*TASK DESCRIPTION:*
Needed from the data below: all lines that contain the word "other".

Data entries:
mod batch;
mod config;
mod dataset;
mod grader;
mod hold_reason;
mod service;
mod work_log;

use std::collections::{BTreeSet, HashMap};
use std::env;
use std::path::Path;
use std::process::ExitCode;

use anyhow::Result;
use tracing::{error, info};
use tracing_subscriber::{layer::SubscriberExt, util::SubscriberInitExt, EnvFilter};

use crate::batch::{CompletionNoteRow, SummaryOutput};
use crate::config::EvalConfig;
use crate::dataset::{group_by_conversation, load_work_orders, read_rows, write_rows, DatasetRow};
use crate::grader::Grader;
use crate::service::ServiceClient;

const DATASET: &str = "test_data.csv";
const SUMMARY_OUTPUT: &str = "test_summary_output.csv";
const COMPLETION_NOTES: &str = "test_completion_notes.csv";

const USAGE: &str = "usage: field-services-evals <command>

commands:
  work-log        replay labeled work-log conversations and grade the follow-ups
  hold-reason     run simulated hold conversations for every dataset work order
  client-summary  convert every dataset conversation to a client summary
  car             build CAR reports from client summaries and completion notes";

/// Outcome of a command that ran to completion.
enum Outcome {
    Passed,
    Failures(usize),
}

#[tokio::main]
async fn main() -> ExitCode {
    let cmd = env::args().nth(1).unwrap_or_else(|| "help".to_string());
    if matches!(cmd.as_str(), "help" | "-h" | "--help") {
        println!("{USAGE}");
        return ExitCode::SUCCESS;
    }

    let config = match EvalConfig::from_env() {
        Ok(config) => config,
        Err(e) => {
            eprintln!("{e:#}");
            return ExitCode::FAILURE;
        }
    };

    tracing_subscriber::registry()
        .with(EnvFilter::try_from_default_env().unwrap_or_else(|_| {
            EnvFilter::new(format!("{}={}", env!("CARGO_CRATE_NAME"), &config.rust_log))
        }))
        .with(tracing_subscriber::fmt::layer())
        .init();

    let outcome = match cmd.as_str() {
        "work-log" => run_work_log(&config).await,
        "hold-reason" => run_hold_reason(&config).await,
        "client-summary" => run_client_summary(&config).await,
        "car" => run_car(&config).await,
        other => {
            eprintln!("unknown command: {other}\n\n{USAGE}");
            return ExitCode::FAILURE;
        }
    };

    match outcome {
        Ok(Outcome::Passed) => ExitCode::SUCCESS,
        Ok(Outcome::Failures(count)) => {
            error!("{count} row(s) failed");
            ExitCode::from(2)
        }
        Err(e) => {
            error!("{e:#}");
            ExitCode::FAILURE
        }
    }
}

async fn run_work_log(config: &EvalConfig) -> Result<Outcome> {
    let service = ServiceClient::new(&config.api_url)?;
    let grader = Grader::new(config.anthropic_api_key.clone())?;
    let rows: Vec<DatasetRow> = read_rows(&config.eval_dir.join(DATASET))?;
    let work_orders = load_work_orders(&config.data_dir.join("work_orders.csv"))?;
    let conversations = group_by_conversation(rows);
    info!(
        "Replaying {} conversation(s) against {}",
        conversations.len(),
        config.api_url
    );

    let results = work_log::run(&service, &grader, &conversations, &work_orders).await;
    write_rows(&config.eval_dir.join("evals_results.csv"), &results)?;
    write_rows(
        &config.eval_dir.join("evals_results_summary.csv"),
        &work_log::summarize(&results),
    )?;

    let failed = results.iter().filter(|r| !r.pass).count();
    info!("{}/{} turns passed", results.len() - failed, results.len());
    Ok(if failed == 0 {
        Outcome::Passed
    } else {
        Outcome::Failures(failed)
    })
}

async fn run_hold_reason(config: &EvalConfig) -> Result<Outcome> {
    let service = ServiceClient::new(&config.api_url)?;
    let grader = Grader::new(config.anthropic_api_key.clone())?;
    let rows: Vec<DatasetRow> = read_rows(&config.eval_dir.join(DATASET))?;
    let work_orders = load_work_orders(&config.data_dir.join("work_orders.csv"))?;
    let notes = longest_notes(&config.eval_dir.join(SUMMARY_OUTPUT))?;

    let targets: BTreeSet<&str> = rows.iter().map(DatasetRow::work_order_id).collect();
    let mut cases = Vec::new();
    for work_order_id in targets {
        let Some(meta) = work_orders.get(work_order_id) else {
            info!("{work_order_id} not in work_orders.csv, skipping");
            continue;
        };
        let earlier = notes.get(work_order_id).map(String::as_str).unwrap_or_default();
        cases.extend(hold_reason::build_cases(work_order_id, meta, earlier));
    }
    info!("Running {} hold case(s)", cases.len());

    let results = hold_reason::run(&service, &grader, &cases).await;
    write_rows(&config.eval_dir.join("hold_reason_test_data.csv"), &results)?;
    write_rows(
        &config.eval_dir.join("hold_reason_summary.csv"),
        &hold_reason::summarize(&results),
    )?;
    Ok(Outcome::Passed)
}

/// Longest `summary. notes` text per work order from an earlier
/// client-summary run. A missing file gives no notes.
fn longest_notes(path: &Path) -> Result<HashMap<String, String>> {
    let mut by_order: HashMap<String, String> = HashMap::new();
    if !path.exists() {
        return Ok(by_order);
    }
    for row in read_rows::<SummaryOutput>(path)? {
        let text = format!("{}. {}", row.summary.trim(), row.notes.trim());
        let entry = by_order.entry(row.work_order_id).or_default();
        if text.len() > entry.len() {
            *entry = text;
        }
    }
    Ok(by_order)
}

async fn run_client_summary(config: &EvalConfig) -> Result<Outcome> {
    let service = ServiceClient::new(&config.api_url)?;
    let rows: Vec<DatasetRow> = read_rows(&config.eval_dir.join(DATASET))?;
    let work_orders = load_work_orders(&config.data_dir.join("work_orders.csv"))?;
    let conversations = group_by_conversation(rows);

    let outputs = batch::run_client_summaries(&service, &conversations, &work_orders).await;
    write_rows(&config.eval_dir.join(SUMMARY_OUTPUT), &outputs)?;
    let failed = outputs.iter().filter(|o| !o.success).count();
    info!("{}/{} summaries generated", outputs.len() - failed, outputs.len());
    Ok(Outcome::Passed)
}

async fn run_car(config: &EvalConfig) -> Result<Outcome> {
    let service = ServiceClient::new(&config.api_url)?;
    let summaries: Vec<SummaryOutput> = read_rows(&config.eval_dir.join(SUMMARY_OUTPUT))?;
    let completions: Vec<CompletionNoteRow> =
        read_rows(&config.eval_dir.join(COMPLETION_NOTES))?;
    let dataset: Vec<DatasetRow> = read_rows(&config.eval_dir.join(DATASET))?;

    let outputs = batch::run_car(&service, &summaries, &completions, &dataset).await;
    write_rows(&config.eval_dir.join("CAR_completion.csv"), &outputs)?;
    let failed = outputs.iter().filter(|o| !o.success).count();
    info!("{}/{} CAR reports generated", outputs.len() - failed, outputs.len());
    Ok(Outcome::Passed)
}

#[cfg(test)]
mod tests {
    use super::*;
    use tempfile::TempDir;

    #[test]
    fn test_longest_notes_per_work_order() {
        let dir = TempDir::new().unwrap();
        let path = dir.path().join(SUMMARY_OUTPUT);
        let rows = [
            SummaryOutput {
                work_order_id: "WO-1".to_string(),
                summary: "Short".to_string(),
                notes: "n".to_string(),
                ..Default::default()
            },
            SummaryOutput {
                work_order_id: "WO-1".to_string(),
                summary: "Inverter 3 reset".to_string(),
                notes: "NCU board swapped".to_string(),
                ..Default::default()
            },
        ];
        write_rows(&path, &rows).unwrap();

        let notes = longest_notes(&path).unwrap();
        assert_eq!(notes["WO-1"], "Inverter 3 reset. NCU board swapped");
        assert!(longest_notes(&dir.path().join("missing.csv"))
            .unwrap()
            .is_empty());
    }
}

*RESPONSE FOR THIS EXERCISE:*
        other => {
            eprintln!("unknown command: {other}\n\n{USAGE}");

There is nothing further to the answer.